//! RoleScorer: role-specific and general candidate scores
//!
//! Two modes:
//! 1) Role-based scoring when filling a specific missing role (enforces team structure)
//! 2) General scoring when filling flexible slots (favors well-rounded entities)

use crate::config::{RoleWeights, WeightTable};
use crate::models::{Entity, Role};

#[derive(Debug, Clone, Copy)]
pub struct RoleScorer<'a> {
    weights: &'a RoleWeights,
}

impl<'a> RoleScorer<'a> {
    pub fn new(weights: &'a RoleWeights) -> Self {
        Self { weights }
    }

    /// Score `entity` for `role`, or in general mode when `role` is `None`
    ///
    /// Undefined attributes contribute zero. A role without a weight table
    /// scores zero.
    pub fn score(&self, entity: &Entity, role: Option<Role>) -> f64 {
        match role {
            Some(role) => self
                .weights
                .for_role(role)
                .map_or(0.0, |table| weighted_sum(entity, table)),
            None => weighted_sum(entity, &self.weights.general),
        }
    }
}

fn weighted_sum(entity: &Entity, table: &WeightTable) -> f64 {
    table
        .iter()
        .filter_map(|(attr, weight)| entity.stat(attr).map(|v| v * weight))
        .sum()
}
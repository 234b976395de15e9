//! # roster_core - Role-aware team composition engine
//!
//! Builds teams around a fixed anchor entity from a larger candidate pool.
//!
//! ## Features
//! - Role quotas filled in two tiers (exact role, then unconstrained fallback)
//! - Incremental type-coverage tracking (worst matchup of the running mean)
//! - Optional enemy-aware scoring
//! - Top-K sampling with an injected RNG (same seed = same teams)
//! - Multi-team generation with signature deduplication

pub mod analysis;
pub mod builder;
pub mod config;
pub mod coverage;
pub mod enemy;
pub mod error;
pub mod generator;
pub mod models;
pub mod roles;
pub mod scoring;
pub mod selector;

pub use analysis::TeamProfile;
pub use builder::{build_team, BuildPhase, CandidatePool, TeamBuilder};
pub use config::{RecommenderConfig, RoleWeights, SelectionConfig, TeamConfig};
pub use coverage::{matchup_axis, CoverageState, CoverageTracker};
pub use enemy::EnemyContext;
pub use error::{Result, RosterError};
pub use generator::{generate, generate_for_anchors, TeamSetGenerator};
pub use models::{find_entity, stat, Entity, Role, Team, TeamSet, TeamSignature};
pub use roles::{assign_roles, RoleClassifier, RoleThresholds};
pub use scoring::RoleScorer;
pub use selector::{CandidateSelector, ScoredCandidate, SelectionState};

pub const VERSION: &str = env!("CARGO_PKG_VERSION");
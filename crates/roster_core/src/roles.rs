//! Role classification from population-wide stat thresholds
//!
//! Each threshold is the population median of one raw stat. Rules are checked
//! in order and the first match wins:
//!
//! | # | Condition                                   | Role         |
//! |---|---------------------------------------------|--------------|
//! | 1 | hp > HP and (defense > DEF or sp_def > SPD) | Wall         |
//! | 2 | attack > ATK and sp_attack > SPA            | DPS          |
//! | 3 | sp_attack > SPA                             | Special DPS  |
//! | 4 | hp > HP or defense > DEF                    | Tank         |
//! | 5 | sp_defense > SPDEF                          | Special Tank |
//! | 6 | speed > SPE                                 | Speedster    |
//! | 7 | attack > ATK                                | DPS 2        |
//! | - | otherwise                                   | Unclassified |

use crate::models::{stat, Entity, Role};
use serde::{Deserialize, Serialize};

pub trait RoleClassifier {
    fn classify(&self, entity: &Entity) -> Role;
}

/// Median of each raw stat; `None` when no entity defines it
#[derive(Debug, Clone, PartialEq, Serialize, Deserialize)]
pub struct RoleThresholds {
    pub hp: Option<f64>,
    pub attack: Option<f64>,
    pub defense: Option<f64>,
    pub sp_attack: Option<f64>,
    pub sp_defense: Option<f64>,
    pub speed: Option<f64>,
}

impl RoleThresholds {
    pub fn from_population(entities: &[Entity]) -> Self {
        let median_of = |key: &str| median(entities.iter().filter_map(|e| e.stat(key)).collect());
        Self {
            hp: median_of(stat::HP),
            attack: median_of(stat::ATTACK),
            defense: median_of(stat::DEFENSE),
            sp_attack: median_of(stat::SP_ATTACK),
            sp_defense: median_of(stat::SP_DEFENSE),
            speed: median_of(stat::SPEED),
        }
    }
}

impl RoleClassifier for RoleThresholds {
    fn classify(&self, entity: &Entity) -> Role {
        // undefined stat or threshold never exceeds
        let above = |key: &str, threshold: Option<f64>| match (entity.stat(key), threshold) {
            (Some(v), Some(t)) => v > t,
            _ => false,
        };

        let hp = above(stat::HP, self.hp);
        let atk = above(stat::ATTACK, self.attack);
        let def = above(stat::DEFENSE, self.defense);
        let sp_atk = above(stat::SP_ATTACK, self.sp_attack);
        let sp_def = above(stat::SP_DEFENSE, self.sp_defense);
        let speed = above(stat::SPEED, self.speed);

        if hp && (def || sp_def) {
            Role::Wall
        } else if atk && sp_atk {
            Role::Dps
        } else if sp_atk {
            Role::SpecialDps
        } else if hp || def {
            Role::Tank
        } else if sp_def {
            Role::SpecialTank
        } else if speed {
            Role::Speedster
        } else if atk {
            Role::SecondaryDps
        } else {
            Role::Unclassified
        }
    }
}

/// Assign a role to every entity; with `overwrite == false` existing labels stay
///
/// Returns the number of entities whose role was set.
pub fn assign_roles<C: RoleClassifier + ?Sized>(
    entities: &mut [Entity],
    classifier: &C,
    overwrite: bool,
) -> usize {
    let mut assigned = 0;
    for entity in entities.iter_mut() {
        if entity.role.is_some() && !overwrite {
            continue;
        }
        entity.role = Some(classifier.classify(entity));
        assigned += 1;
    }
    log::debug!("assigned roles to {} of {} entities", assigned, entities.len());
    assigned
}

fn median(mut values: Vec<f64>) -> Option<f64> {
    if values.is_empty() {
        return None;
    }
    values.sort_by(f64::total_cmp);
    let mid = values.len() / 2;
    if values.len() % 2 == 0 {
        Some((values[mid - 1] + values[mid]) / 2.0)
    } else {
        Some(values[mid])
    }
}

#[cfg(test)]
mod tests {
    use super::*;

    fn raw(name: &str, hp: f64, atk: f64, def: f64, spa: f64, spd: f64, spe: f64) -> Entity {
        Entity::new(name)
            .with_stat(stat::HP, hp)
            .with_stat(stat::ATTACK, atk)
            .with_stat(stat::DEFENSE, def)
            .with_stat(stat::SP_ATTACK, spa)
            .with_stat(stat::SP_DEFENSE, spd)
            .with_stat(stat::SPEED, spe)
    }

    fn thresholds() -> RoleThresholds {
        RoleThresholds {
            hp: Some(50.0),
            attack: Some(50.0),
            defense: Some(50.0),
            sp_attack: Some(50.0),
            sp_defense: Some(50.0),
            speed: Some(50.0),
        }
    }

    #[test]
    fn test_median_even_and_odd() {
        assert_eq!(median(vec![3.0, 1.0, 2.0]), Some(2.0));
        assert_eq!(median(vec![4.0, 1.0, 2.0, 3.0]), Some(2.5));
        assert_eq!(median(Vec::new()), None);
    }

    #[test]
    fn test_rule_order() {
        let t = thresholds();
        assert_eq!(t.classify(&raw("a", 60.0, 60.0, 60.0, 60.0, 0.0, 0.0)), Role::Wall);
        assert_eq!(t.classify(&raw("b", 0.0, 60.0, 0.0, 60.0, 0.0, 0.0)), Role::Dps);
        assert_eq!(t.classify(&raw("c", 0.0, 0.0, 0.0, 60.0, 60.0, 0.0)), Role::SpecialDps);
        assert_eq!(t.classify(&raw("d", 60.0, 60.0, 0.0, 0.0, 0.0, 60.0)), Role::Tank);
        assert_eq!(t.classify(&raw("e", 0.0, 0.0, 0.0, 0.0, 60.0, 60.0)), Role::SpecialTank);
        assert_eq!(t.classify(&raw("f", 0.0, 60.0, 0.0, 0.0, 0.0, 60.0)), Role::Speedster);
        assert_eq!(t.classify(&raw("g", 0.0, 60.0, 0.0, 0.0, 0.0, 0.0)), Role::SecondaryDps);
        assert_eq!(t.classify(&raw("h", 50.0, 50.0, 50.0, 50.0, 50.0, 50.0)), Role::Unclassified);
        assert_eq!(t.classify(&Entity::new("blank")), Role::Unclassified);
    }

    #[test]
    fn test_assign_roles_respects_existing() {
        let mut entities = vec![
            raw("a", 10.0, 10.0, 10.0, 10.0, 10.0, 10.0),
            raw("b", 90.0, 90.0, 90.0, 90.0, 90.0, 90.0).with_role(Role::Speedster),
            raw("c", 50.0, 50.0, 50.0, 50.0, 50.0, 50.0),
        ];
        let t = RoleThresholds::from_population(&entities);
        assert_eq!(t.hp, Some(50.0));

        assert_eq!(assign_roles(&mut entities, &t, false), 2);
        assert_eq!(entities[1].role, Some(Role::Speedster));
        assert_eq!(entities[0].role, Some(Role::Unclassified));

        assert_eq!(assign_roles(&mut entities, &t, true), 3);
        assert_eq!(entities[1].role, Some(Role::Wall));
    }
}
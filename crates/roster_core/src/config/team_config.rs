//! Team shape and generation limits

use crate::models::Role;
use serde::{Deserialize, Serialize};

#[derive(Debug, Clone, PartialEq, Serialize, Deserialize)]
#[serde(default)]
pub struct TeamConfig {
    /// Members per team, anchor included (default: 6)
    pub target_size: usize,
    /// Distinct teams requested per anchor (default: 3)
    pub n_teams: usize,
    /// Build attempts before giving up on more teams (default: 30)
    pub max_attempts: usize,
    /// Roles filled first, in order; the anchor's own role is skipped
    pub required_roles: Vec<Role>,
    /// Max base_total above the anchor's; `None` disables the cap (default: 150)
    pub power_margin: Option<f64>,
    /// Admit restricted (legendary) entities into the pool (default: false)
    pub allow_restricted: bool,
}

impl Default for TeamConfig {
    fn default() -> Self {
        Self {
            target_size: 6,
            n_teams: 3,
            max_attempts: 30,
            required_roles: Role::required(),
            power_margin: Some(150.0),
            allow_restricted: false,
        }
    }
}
____
* The task: Each line of the records with the word "error" in it is to be copied.

* Solution for this exercise:
pub mod error;
pub use error::{Result, RosterError};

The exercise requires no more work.